(Saved entries)
• • • • • • •

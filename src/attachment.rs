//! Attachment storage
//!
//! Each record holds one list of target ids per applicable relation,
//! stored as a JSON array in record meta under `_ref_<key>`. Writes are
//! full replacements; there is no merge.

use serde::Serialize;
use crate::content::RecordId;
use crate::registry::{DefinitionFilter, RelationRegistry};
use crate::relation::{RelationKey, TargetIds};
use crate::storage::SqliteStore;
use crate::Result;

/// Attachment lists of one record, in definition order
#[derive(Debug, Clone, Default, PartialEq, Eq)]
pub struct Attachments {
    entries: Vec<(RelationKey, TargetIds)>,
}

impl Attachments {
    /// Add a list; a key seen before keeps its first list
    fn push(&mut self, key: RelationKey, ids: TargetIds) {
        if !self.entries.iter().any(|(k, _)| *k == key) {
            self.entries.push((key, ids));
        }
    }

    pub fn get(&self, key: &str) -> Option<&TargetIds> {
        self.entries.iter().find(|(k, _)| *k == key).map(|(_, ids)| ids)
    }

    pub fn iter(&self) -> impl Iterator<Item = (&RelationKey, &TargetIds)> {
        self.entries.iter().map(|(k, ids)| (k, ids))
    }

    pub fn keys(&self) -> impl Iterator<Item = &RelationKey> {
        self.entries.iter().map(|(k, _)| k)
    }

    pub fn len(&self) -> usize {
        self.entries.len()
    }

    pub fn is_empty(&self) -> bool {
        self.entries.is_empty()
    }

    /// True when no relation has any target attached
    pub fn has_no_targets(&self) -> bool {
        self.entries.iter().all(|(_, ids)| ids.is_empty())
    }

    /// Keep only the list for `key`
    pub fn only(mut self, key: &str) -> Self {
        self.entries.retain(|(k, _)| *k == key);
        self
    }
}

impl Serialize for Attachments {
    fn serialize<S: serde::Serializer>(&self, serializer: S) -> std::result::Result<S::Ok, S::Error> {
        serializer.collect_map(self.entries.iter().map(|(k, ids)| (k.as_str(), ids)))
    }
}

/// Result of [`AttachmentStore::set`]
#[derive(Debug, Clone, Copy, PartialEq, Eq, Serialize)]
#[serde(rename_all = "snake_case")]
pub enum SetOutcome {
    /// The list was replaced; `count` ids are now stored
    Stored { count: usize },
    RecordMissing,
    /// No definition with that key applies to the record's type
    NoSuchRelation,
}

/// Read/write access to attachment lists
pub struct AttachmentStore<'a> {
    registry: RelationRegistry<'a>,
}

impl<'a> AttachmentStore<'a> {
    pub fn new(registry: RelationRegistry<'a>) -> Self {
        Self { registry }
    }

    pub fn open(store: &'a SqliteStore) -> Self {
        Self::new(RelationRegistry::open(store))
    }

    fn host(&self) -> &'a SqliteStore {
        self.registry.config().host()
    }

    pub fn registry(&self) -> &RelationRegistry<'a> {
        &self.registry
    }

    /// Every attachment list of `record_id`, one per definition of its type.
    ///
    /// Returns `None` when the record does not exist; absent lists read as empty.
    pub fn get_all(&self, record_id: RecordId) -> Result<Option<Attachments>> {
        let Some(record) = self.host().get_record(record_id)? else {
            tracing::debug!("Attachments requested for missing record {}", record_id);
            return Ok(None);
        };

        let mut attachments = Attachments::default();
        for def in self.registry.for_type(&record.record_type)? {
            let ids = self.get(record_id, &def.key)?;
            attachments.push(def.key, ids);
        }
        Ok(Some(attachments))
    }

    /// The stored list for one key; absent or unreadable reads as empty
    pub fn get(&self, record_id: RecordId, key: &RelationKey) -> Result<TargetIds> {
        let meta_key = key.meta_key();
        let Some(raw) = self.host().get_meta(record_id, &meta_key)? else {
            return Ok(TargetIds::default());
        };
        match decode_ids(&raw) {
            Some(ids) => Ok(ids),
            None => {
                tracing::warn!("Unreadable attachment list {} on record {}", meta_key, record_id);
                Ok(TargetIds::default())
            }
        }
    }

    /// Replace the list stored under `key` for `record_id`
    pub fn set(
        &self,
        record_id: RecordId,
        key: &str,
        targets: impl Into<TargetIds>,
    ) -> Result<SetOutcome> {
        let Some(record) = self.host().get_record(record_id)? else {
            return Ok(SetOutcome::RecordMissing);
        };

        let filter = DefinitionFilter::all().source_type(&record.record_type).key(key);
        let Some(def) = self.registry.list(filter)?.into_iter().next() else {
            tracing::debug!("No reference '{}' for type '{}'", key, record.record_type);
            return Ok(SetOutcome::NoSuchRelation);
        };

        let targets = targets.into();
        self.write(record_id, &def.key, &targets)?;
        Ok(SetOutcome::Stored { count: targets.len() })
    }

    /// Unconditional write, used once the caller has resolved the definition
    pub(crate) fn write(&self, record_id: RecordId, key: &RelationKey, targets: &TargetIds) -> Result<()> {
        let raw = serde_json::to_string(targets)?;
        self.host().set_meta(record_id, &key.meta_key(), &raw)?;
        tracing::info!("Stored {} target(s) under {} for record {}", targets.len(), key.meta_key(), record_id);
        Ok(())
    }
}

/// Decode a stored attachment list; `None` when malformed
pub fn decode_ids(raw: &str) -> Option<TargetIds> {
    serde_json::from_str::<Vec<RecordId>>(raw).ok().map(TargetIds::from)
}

• • • • • • •

## Task description
The response must hold only the lines above from the line with "pub fn registry(&self)" through the line with "pub fn get(&self, record_id: RecordId, key: &RelationKey)", each copied exactly, both ends kept.

## Response area
    pub fn registry(&self) -> &RelationRegistry<'a> {
        &self.registry
    }

    /// Every attachment list of `record_id`, one per definition of its type.
    ///
    /// Returns `None` when the record does not exist; absent lists read as empty.
    pub fn get_all(&self, record_id: RecordId) -> Result<Option<Attachments>> {
        let Some(record) = self.host().get_record(record_id)? else {
            tracing::debug!("Attachments requested for missing record {}", record_id);
            return Ok(None);
        };

        let mut attachments = Attachments::default();
        for def in self.registry.for_type(&record.record_type)? {
            let ids = self.get(record_id, &def.key)?;
            attachments.push(def.key, ids);
        }
        Ok(Some(attachments))
    }

    /// The stored list for one key; absent or unreadable reads as empty
    pub fn get(&self, record_id: RecordId, key: &RelationKey) -> Result<TargetIds> {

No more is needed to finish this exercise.